TO DO >>
Print out every record below, exactly as written.
═══ GIVEN INFORMATION
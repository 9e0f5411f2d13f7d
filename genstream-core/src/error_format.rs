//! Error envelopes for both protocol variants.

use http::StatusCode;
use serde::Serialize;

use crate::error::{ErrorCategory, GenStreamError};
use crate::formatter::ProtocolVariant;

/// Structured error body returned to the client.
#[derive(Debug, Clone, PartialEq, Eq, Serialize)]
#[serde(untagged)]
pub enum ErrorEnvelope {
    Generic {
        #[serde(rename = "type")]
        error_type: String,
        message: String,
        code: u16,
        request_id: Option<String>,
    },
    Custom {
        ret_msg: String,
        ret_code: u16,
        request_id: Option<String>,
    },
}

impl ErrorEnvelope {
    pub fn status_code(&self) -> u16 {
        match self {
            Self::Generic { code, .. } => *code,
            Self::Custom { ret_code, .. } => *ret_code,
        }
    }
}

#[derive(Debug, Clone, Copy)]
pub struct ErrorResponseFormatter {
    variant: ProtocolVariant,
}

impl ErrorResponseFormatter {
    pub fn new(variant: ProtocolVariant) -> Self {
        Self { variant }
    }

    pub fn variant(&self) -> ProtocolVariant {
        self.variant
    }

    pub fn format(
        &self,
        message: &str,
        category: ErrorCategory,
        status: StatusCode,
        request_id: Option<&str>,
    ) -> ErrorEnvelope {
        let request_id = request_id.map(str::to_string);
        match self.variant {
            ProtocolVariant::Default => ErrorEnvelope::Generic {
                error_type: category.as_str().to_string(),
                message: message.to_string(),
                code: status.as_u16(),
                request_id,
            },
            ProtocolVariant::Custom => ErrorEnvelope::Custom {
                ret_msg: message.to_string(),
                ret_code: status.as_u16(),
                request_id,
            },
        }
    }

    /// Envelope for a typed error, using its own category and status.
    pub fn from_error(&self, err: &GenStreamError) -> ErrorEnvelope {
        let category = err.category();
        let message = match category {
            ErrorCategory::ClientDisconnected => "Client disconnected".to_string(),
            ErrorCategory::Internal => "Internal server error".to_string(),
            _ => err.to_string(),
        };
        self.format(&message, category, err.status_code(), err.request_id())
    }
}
══════
THE ANSWER >>
repository 9e0f5411f2d13f7d
filename genstream-core/src/error_format.rs
//! Error envelopes for both protocol variants.

use http::StatusCode;
use serde::Serialize;

use crate::error::{ErrorCategory, GenStreamError};
use crate::formatter::ProtocolVariant;

/// Structured error body returned to the client.
#[derive(Debug, Clone, PartialEq, Eq, Serialize)]
#[serde(untagged)]
pub enum ErrorEnvelope {
    Generic {
        #[serde(rename = "type")]
        error_type: String,
        message: String,
        code: u16,
        request_id: Option<String>,
    },
    Custom {
        ret_msg: String,
        ret_code: u16,
        request_id: Option<String>,
    },
}

impl ErrorEnvelope {
    pub fn status_code(&self) -> u16 {
        match self {
            Self::Generic { code, .. } => *code,
            Self::Custom { ret_code, .. } => *ret_code,
        }
    }
}

#[derive(Debug, Clone, Copy)]
pub struct ErrorResponseFormatter {
    variant: ProtocolVariant,
}

impl ErrorResponseFormatter {
    pub fn new(variant: ProtocolVariant) -> Self {
        Self { variant }
    }

    pub fn variant(&self) -> ProtocolVariant {
        self.variant
    }

    pub fn format(
        &self,
        message: &str,
        category: ErrorCategory,
        status: StatusCode,
        request_id: Option<&str>,
    ) -> ErrorEnvelope {
        let request_id = request_id.map(str::to_string);
        match self.variant {
            ProtocolVariant::Default => ErrorEnvelope::Generic {
                error_type: category.as_str().to_string(),
                message: message.to_string(),
                code: status.as_u16(),
                request_id,
            },
            ProtocolVariant::Custom => ErrorEnvelope::Custom {
                ret_msg: message.to_string(),
                ret_code: status.as_u16(),
                request_id,
            },
        }
    }

    /// Envelope for a typed error, using its own category and status.
    pub fn from_error(&self, err: &GenStreamError) -> ErrorEnvelope {
        let category = err.category();
        let message = match category {
            ErrorCategory::ClientDisconnected => "Client disconnected".to_string(),
            ErrorCategory::Internal => "Internal server error".to_string(),
            _ => err.to_string(),
        };
        self.format(&message, category, err.status_code(), err.request_id())
    }
}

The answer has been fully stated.